SANTA FE, N.M. — Amble down near the water tower in the Railyard tonight, and you’ll discover 31 dancers re-creating the history of the Santa Fe Railroad.

Those dancers and 17 visual arts students from the New Mexico School for the Arts will perform “Rite of Way” near the Water Tower at 7 p.m. today and Saturday.

The students spent six months researching the subject before translating it into choreography and art for their annual “Inside/Out” presentation. Each year, the school asks its students to co-create a performance from a slice of New Mexico History. “Rite of Way” marks the school’s second annual community-centered performance

“What did the railroad bring to Santa Fe and what did it take away?” dance department chairman Adam McKinney asked the group.

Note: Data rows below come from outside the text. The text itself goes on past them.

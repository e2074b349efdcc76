use gstreamer as gst;
use gstreamer::glib;

/// Everything that can go wrong while configuring or driving the receiver.
///
/// Configuration problems (`EmptyUrl`, `UnsupportedScheme`, `InvalidUrl`)
/// are returned to the caller before any pipeline work starts. Build and
/// link failures abort the operation in progress and leave the receiver
/// idle. Runtime pipeline errors are reported on the bus and handled by
/// the restart path, not through this type.
#[derive(Debug, thiserror::Error)]
pub enum Error {
    #[error("no source url specified")]
    EmptyUrl,

    #[error("unsupported url scheme in `{0}`")]
    UnsupportedScheme(String),

    #[error("unsupported container format `{0}`")]
    UnsupportedFormat(String),

    #[error("malformed url `{0}`: {1}")]
    InvalidUrl(String, &'static str),

    #[error("failed to create element `{0}`")]
    ElementCreate(&'static str),

    #[error("failed to link {0}")]
    Link(&'static str),

    #[error("element has no `{0}` pad")]
    NoPad(&'static str),

    #[error("failed to request `{0}` pad from muxer")]
    PadRequest(&'static str),

    #[error("failed to install {0} probe")]
    Probe(&'static str),

    #[error("pipeline state change failed: {0}")]
    StateChange(#[from] gst::StateChangeError),

    #[error(transparent)]
    Glib(#[from] glib::Error),

    #[error(transparent)]
    Bool(#[from] glib::BoolError),

    #[error("receiver control thread is gone")]
    ControllerGone,
}
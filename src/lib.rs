//! videorx - live video stream receiver
//!
//! Ingests a network video stream (RTSP, RTP/UDP, MPEG-TS) and, on demand
//! and independently, decodes it for display and/or remuxes the compressed
//! stream into a container file whose first buffer is a keyframe at
//! presentation time zero. Branches attach and detach while the stream
//! keeps running; a watchdog restarts the stream when frames stop
//! arriving.

use gstreamer as gst;
use gstreamer::glib;
use once_cell::sync::Lazy;

pub mod error;
pub mod events;
pub mod factory;
pub mod pipeline;
pub mod url;

pub use error::Error;
pub use events::{EventBus, ReceiverEvent};
pub use factory::ContainerFormat;
pub use pipeline::state::{BranchState, ReceiverState};
pub use pipeline::stats::ReceiverStats;
pub use pipeline::VideoReceiver;
pub use url::{SourceUrl, UrlScheme};

static MEDIA_RUNTIME: Lazy<Result<(), glib::Error>> = Lazy::new(gst::init);

/// Initialize the process-wide media runtime. Idempotent; every public
/// entry point calls this before touching any element, so hosts only need
/// it for early failure detection.
pub fn ensure_initialized() -> Result<(), Error> {
    MEDIA_RUNTIME
        .as_ref()
        .map_err(|err| Error::Glib(err.clone()))?;
    Ok(())
}
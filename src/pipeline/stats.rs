//! Receiver status flags and liveness counters
//!
//! A single shared struct carries everything that is read outside the
//! control thread: the coarse status flags, the reported video size, and
//! the timestamp of the last buffer observed at the video sink. Streaming
//! threads write `last_frame_time` through a pad probe; the watchdog and
//! the public getters read it. All fields use atomic operations.

use std::sync::atomic::{AtomicBool, AtomicI32, AtomicU64, Ordering};
use std::time::Duration;

fn now_micros() -> u64 {
    std::time::SystemTime::now()
        .duration_since(std::time::UNIX_EPOCH)
        .unwrap_or_default()
        .as_micros() as u64
}

pub struct ReceiverStats {
    streaming: AtomicBool,
    decoding: AtomicBool,
    recording: AtomicBool,

    video_width: AtomicI32,
    video_height: AtomicI32,

    /// Unix microseconds of the last buffer seen at the video sink.
    last_frame_time: AtomicU64,

    /// Buffers that reached the video sink.
    frames_rendered: AtomicU64,

    /// Total payload bytes that reached the video sink.
    bytes_rendered: AtomicU64,
}

impl ReceiverStats {
    pub fn new() -> Self {
        Self {
            streaming: AtomicBool::new(false),
            decoding: AtomicBool::new(false),
            recording: AtomicBool::new(false),
            video_width: AtomicI32::new(0),
            video_height: AtomicI32::new(0),
            last_frame_time: AtomicU64::new(now_micros()),
            frames_rendered: AtomicU64::new(0),
            bytes_rendered: AtomicU64::new(0),
        }
    }

    /// Record a buffer arriving at the video sink. Called from streaming
    /// threads; relaxed ordering is enough, the watchdog tolerates a tick
    /// of slack.
    pub fn note_frame(&self, size: usize) {
        self.last_frame_time.store(now_micros(), Ordering::Relaxed);
        self.frames_rendered.fetch_add(1, Ordering::Relaxed);
        self.bytes_rendered
            .fetch_add(size as u64, Ordering::Relaxed);
    }

    /// Reset the frame clock, e.g. when a decoding branch attaches, so a
    /// fresh branch is not immediately judged stalled.
    pub fn reset_frame_clock(&self) {
        self.last_frame_time.store(now_micros(), Ordering::Relaxed);
    }

    pub fn is_stalled(&self, threshold: Duration) -> bool {
        let last = self.last_frame_time.load(Ordering::Relaxed);
        let elapsed = now_micros().saturating_sub(last);
        elapsed > threshold.as_micros() as u64
    }

    pub fn set_streaming(&self, value: bool) {
        self.streaming.store(value, Ordering::Relaxed);
    }

    pub fn set_decoding(&self, value: bool) {
        self.decoding.store(value, Ordering::Relaxed);
    }

    pub fn set_recording(&self, value: bool) {
        self.recording.store(value, Ordering::Relaxed);
    }

    pub fn set_video_size(&self, width: i32, height: i32) {
        self.video_width.store(width, Ordering::Relaxed);
        self.video_height.store(height, Ordering::Relaxed);
    }

    pub fn streaming(&self) -> bool {
        self.streaming.load(Ordering::Relaxed)
    }

    pub fn decoding(&self) -> bool {
        self.decoding.load(Ordering::Relaxed)
    }

    pub fn recording(&self) -> bool {
        self.recording.load(Ordering::Relaxed)
    }

    pub fn video_size(&self) -> Option<(i32, i32)> {
        let w = self.video_width.load(Ordering::Relaxed);
        let h = self.video_height.load(Ordering::Relaxed);
        if w > 0 && h > 0 {
            Some((w, h))
        } else {
            None
        }
    }

    pub fn frames_rendered(&self) -> u64 {
        self.frames_rendered.load(Ordering::Relaxed)
    }

    pub fn bytes_rendered(&self) -> u64 {
        self.bytes_rendered.load(Ordering::Relaxed)
    }
}

impl Default for ReceiverStats {
    fn default() -> Self {
        Self::new()
    }
}

impl std::fmt::Display for ReceiverStats {
    fn fmt(&self, f: &mut std::fmt::Formatter<'_>) -> std::fmt::Result {
        write!(
            f,
            "streaming={} decoding={} recording={} frames={} bytes={}",
            self.streaming(),
            self.decoding(),
            self.recording(),
            self.frames_rendered(),
            self.bytes_rendered()
        )
    }
}

#[cfg(test)]
mod tests {
    use super::*;

    #[test]
    fn test_frame_counters() {
        let stats = ReceiverStats::new();

        stats.note_frame(1000);
        stats.note_frame(2000);
        stats.note_frame(1500);

        assert_eq!(stats.frames_rendered(), 3);
        assert_eq!(stats.bytes_rendered(), 4500);
    }

    #[test]
    fn test_stall_detection() {
        let stats = ReceiverStats::new();

        stats.note_frame(1000);
        assert!(!stats.is_stalled(Duration::from_secs(1)));

        std::thread::sleep(Duration::from_millis(150));
        assert!(stats.is_stalled(Duration::from_millis(100)));

        // A fresh frame clears the stall
        stats.note_frame(1000);
        assert!(!stats.is_stalled(Duration::from_millis(100)));
    }

    #[test]
    fn test_video_size() {
        let stats = ReceiverStats::new();
        assert_eq!(stats.video_size(), None);

        stats.set_video_size(1280, 720);
        assert_eq!(stats.video_size(), Some((1280, 720)));
    }
}
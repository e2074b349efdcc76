//! Source URL recognition
//!
//! The receiver accepts a small closed set of URL schemes, each mapping to a
//! different source sub-graph. Parsing happens before any pipeline work so
//! that a bad URL never leaves the idle state.

use crate::error::Error;
use std::fmt;

/// Recognized source kinds, keyed by exact URL prefix.
#[derive(Debug, Clone, Copy, PartialEq, Eq)]
pub enum UrlScheme {
    /// `rtsp://` - RTSP client, auto-parsed
    Rtsp,
    /// `udp://` - H.264 over RTP/UDP
    RtpH264,
    /// `udp265://` - H.265 over RTP/UDP
    RtpH265,
    /// `mpegts://` - MPEG-TS over UDP
    MpegTsUdp,
    /// `tcp://` - MPEG-TS over TCP
    MpegTsTcp,
    /// `tsusb://` - raw H.264 over UDP (Taisync style links)
    RawH264Udp,
}

impl UrlScheme {
    fn prefix(&self) -> &'static str {
        match self {
            UrlScheme::Rtsp => "rtsp://",
            UrlScheme::RtpH264 => "udp://",
            UrlScheme::RtpH265 => "udp265://",
            UrlScheme::MpegTsUdp => "mpegts://",
            UrlScheme::MpegTsTcp => "tcp://",
            UrlScheme::RawH264Udp => "tsusb://",
        }
    }

    const ALL: [UrlScheme; 6] = [
        UrlScheme::Rtsp,
        UrlScheme::RtpH264,
        UrlScheme::RtpH265,
        UrlScheme::MpegTsUdp,
        UrlScheme::MpegTsTcp,
        UrlScheme::RawH264Udp,
    ];

    /// The source element this scheme selects.
    pub fn source_factory(&self) -> &'static str {
        match self {
            UrlScheme::Rtsp => "rtspsrc",
            UrlScheme::MpegTsTcp => "tcpclientsrc",
            _ => "udpsrc",
        }
    }

    /// MPEG-TS variants cannot rely on auto-parsing and need an explicit
    /// transport-stream demuxer.
    pub fn needs_ts_demux(&self) -> bool {
        matches!(self, UrlScheme::MpegTsUdp | UrlScheme::MpegTsTcp)
    }

    /// RTP encoding name for the fixed caps filter, where UDP carries no
    /// caps of its own.
    pub fn rtp_encoding(&self) -> Option<&'static str> {
        match self {
            UrlScheme::RtpH264 => Some("H264"),
            UrlScheme::RtpH265 => Some("H265"),
            _ => None,
        }
    }

    /// Whether this scheme receives over a plain UDP socket.
    pub fn is_udp(&self) -> bool {
        !matches!(self, UrlScheme::Rtsp | UrlScheme::MpegTsTcp)
    }
}

impl fmt::Display for UrlScheme {
    fn fmt(&self, f: &mut fmt::Formatter<'_>) -> fmt::Result {
        f.write_str(self.prefix().trim_end_matches("://"))
    }
}

/// A validated source URL, with host and port split out for the schemes
/// whose source elements take them as separate properties.
#[derive(Debug, Clone, PartialEq, Eq)]
pub struct SourceUrl {
    raw: String,
    scheme: UrlScheme,
    host: String,
    port: Option<u16>,
}

impl SourceUrl {
    pub fn parse(url: &str) -> Result<Self, Error> {
        if url.is_empty() {
            return Err(Error::EmptyUrl);
        }

        let scheme = UrlScheme::ALL
            .iter()
            .copied()
            .find(|s| url.starts_with(s.prefix()))
            .ok_or_else(|| Error::UnsupportedScheme(url.to_string()))?;

        // RTSP locations are handed to the source whole; everything else
        // addresses a socket and must split into host and port.
        let (host, port) = if scheme == UrlScheme::Rtsp {
            (String::new(), None)
        } else {
            let rest = &url[scheme.prefix().len()..];
            let authority = rest.split(['/', '?']).next().unwrap_or("");

            let (host, port) = authority
                .rsplit_once(':')
                .ok_or_else(|| Error::InvalidUrl(url.to_string(), "missing port"))?;
            if host.is_empty() {
                return Err(Error::InvalidUrl(url.to_string(), "missing host"));
            }
            let port = port
                .parse::<u16>()
                .map_err(|_| Error::InvalidUrl(url.to_string(), "invalid port"))?;

            (host.to_string(), Some(port))
        };

        Ok(SourceUrl {
            raw: url.to_string(),
            scheme,
            host,
            port,
        })
    }

    pub fn scheme(&self) -> UrlScheme {
        self.scheme
    }

    /// The URL exactly as the caller supplied it.
    pub fn as_str(&self) -> &str {
        &self.raw
    }

    pub fn host(&self) -> &str {
        &self.host
    }

    pub fn port(&self) -> Option<u16> {
        self.port
    }

    /// Rewritten location for `udpsrc`, which only understands `udp://`.
    pub fn udp_uri(&self) -> String {
        format!("udp://{}:{}", self.host, self.port.unwrap_or(0))
    }
}

impl fmt::Display for SourceUrl {
    fn fmt(&self, f: &mut fmt::Formatter<'_>) -> fmt::Result {
        f.write_str(&self.raw)
    }
}

#[cfg(test)]
mod tests {
    use super::*;

    #[test]
    fn test_scheme_routing() {
        let cases = [
            ("rtsp://camera.local/stream", UrlScheme::Rtsp, "rtspsrc"),
            ("udp://0.0.0.0:5600", UrlScheme::RtpH264, "udpsrc"),
            ("udp265://0.0.0.0:5600", UrlScheme::RtpH265, "udpsrc"),
            ("mpegts://0.0.0.0:5600", UrlScheme::MpegTsUdp, "udpsrc"),
            ("tcp://10.0.0.2:5600", UrlScheme::MpegTsTcp, "tcpclientsrc"),
            ("tsusb://0.0.0.0:5600", UrlScheme::RawH264Udp, "udpsrc"),
        ];

        for (url, scheme, factory) in cases {
            let parsed = SourceUrl::parse(url).unwrap();
            assert_eq!(parsed.scheme(), scheme, "{url}");
            assert_eq!(parsed.scheme().source_factory(), factory, "{url}");
        }
    }

    #[test]
    fn test_rtp_caps_selection() {
        assert_eq!(
            SourceUrl::parse("udp://0.0.0.0:5600")
                .unwrap()
                .scheme()
                .rtp_encoding(),
            Some("H264")
        );
        assert_eq!(
            SourceUrl::parse("udp265://0.0.0.0:5600")
                .unwrap()
                .scheme()
                .rtp_encoding(),
            Some("H265")
        );
        assert_eq!(
            SourceUrl::parse("mpegts://0.0.0.0:5600")
                .unwrap()
                .scheme()
                .rtp_encoding(),
            None
        );
    }

    #[test]
    fn test_ts_demux_selection() {
        assert!(SourceUrl::parse("mpegts://0.0.0.0:5600")
            .unwrap()
            .scheme()
            .needs_ts_demux());
        assert!(SourceUrl::parse("tcp://10.0.0.2:5600")
            .unwrap()
            .scheme()
            .needs_ts_demux());
        assert!(!SourceUrl::parse("udp://0.0.0.0:5600")
            .unwrap()
            .scheme()
            .needs_ts_demux());
    }

    #[test]
    fn test_host_and_port() {
        let url = SourceUrl::parse("tcp://10.0.0.2:5600").unwrap();
        assert_eq!(url.host(), "10.0.0.2");
        assert_eq!(url.port(), Some(5600));

        let url = SourceUrl::parse("udp265://0.0.0.0:5601").unwrap();
        assert_eq!(url.udp_uri(), "udp://0.0.0.0:5601");

        // RTSP is passed through whole, host/port split is not required
        let url = SourceUrl::parse("rtsp://camera.local/stream").unwrap();
        assert_eq!(url.as_str(), "rtsp://camera.local/stream");
    }

    #[test]
    fn test_rejects_bad_urls() {
        assert!(matches!(SourceUrl::parse(""), Err(Error::EmptyUrl)));
        assert!(matches!(
            SourceUrl::parse("http://example.com/stream"),
            Err(Error::UnsupportedScheme(_))
        ));
        assert!(matches!(
            SourceUrl::parse("udp://:5600"),
            Err(Error::InvalidUrl(_, _))
        ));
        assert!(matches!(
            SourceUrl::parse("tcp://10.0.0.2"),
            Err(Error::InvalidUrl(_, _))
        ));
        assert!(matches!(
            SourceUrl::parse("udp://0.0.0.0:notaport"),
            Err(Error::InvalidUrl(_, _))
        ));
    }

    #[test]
    fn test_prefix_is_exact() {
        // `udp265://` must not be mistaken for `udp://`
        let parsed = SourceUrl::parse("udp265://0.0.0.0:5600").unwrap();
        assert_eq!(parsed.scheme(), UrlScheme::RtpH265);
    }
}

Students started with the impact of the Fred Harvey Co. They explored the perceived exoticism of Santa Fe, brought about in part by the collaboration between the railroad and tourism. But the tourists who bought Native American gifts in this way may have left with an inaccurate perception of the area’s original residents, McKinney added.

“We’re re-assessing pieces that got lost because of industrialization,” he continued. “Our history might have gotten lost. Our land might have gotten lost.”

But the treatment isn’t all negative, McKinney emphasized.

“I don’t know that we as a state would be what we are without tourism.”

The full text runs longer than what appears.